Work task
Go through the records line by line from the top and repeat each one exactly, ending with the line that contains "const MAX_COUNT: u32 = 999_999;".

Data to examine

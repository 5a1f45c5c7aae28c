//! Input processing layer: key/mouse mapping and numeric prefix accumulator.
//!
//! Pure logic, no I/O. All functions are deterministic and testable.

use crossterm::event::{KeyCode, KeyEvent, KeyModifiers, MouseEvent, MouseEventKind};

const MAX_COUNT: u32 = 999_999;

/// Accumulated numeric prefix for vim/less-style commands.
///
/// Users type digits then a command character: `56g` goes to frame 56,
/// `10j` scrolls 10 steps down.
pub(super) struct InputAccumulator {
    count: Option<u32>,
}

impl InputAccumulator {
    pub(super) fn new() -> Self {
        Self { count: None }
    }

    /// Feed a digit. Returns false if the count would exceed the limit.
    fn push_digit(&mut self, d: u32) -> bool {
        let current = self.count.unwrap_or(0);
        let new = current.saturating_mul(10).saturating_add(d);
        if new > MAX_COUNT {
            return false;
        }
        self.count = Some(new);
        true
    }

    fn take(&mut self) -> Option<u32> {
        self.count.take()
    }

    pub(super) fn peek(&self) -> Option<u32> {
        self.count
    }

    pub(super) fn reset(&mut self) {
        self.count = None;
    }

    pub(super) fn is_active(&self) -> bool {
        self.count.is_some()
    }
}

#[derive(Debug, Clone, Copy, PartialEq, Eq)]
pub(super) enum Action {
    Quit,
    ScrollDown(u32),
    ScrollUp(u32),
    HalfPageDown(u32),
    HalfPageUp(u32),
    JumpToTop,
    SkipToEnd,
    GoToFrame(u32),
    CancelInput,
    /// A digit was accumulated; caller should redraw status bar.
    Digit,
}

/// Map a key event to an `Action`, consuming/updating the accumulator.
///
/// Returns `None` for unknown keys (caller should reset accumulator).
pub(super) fn map_key_event(key: KeyEvent, acc: &mut InputAccumulator) -> Option<Action> {
    let KeyEvent { code, modifiers, .. } = key;

    match (code, modifiers) {
        (KeyCode::Char('q'), _) | (KeyCode::Char('c'), KeyModifiers::CONTROL) => Some(Action::Quit),

        (KeyCode::Esc, _) => {
            acc.reset();
            Some(Action::CancelInput)
        }

        (KeyCode::Char(c @ '0'..='9'), KeyModifiers::NONE) => {
            acc.push_digit(c as u32 - '0' as u32);
            Some(Action::Digit)
        }

        (KeyCode::Char('j'), _) | (KeyCode::Down, _) => {
            Some(Action::ScrollDown(acc.take().unwrap_or(1)))
        }
        (KeyCode::Char('k'), _) | (KeyCode::Up, _) => {
            Some(Action::ScrollUp(acc.take().unwrap_or(1)))
        }
        (KeyCode::Char('d'), _) | (KeyCode::PageDown, _) => {
            Some(Action::HalfPageDown(acc.take().unwrap_or(1)))
        }
        (KeyCode::Char('u'), _) | (KeyCode::PageUp, _) => {
            Some(Action::HalfPageUp(acc.take().unwrap_or(1)))
        }
        (KeyCode::Char('g'), _) | (KeyCode::Home, _) => match acc.take() {
            None => Some(Action::JumpToTop),
            Some(n) => Some(Action::GoToFrame(n)),
        },
        (KeyCode::Char('G'), _) => match acc.take() {
            None => Some(Action::SkipToEnd),
            Some(n) => Some(Action::GoToFrame(n)),
        },
        // Skip button
        (KeyCode::Char('s'), _) | (KeyCode::End, _) => {
            acc.reset();
            Some(Action::SkipToEnd)
        }

        _ => None,
    }
}

/// Wheel events scroll one step; everything else is ignored.
pub(super) fn map_mouse_event(mouse: MouseEvent) -> Option<Action> {
    match mouse.kind {
        MouseEventKind::ScrollDown => Some(Action::ScrollDown(1)),
        MouseEventKind::ScrollUp => Some(Action::ScrollUp(1)),
        _ => None,
    }
}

Solution to this exercise
repository 5a1f45c5c7aae28c
//! Input processing layer: key/mouse mapping and numeric prefix accumulator.
//!
//! Pure logic, no I/O. All functions are deterministic and testable.

use crossterm::event::{KeyCode, KeyEvent, KeyModifiers, MouseEvent, MouseEventKind};

const MAX_COUNT: u32 = 999_999;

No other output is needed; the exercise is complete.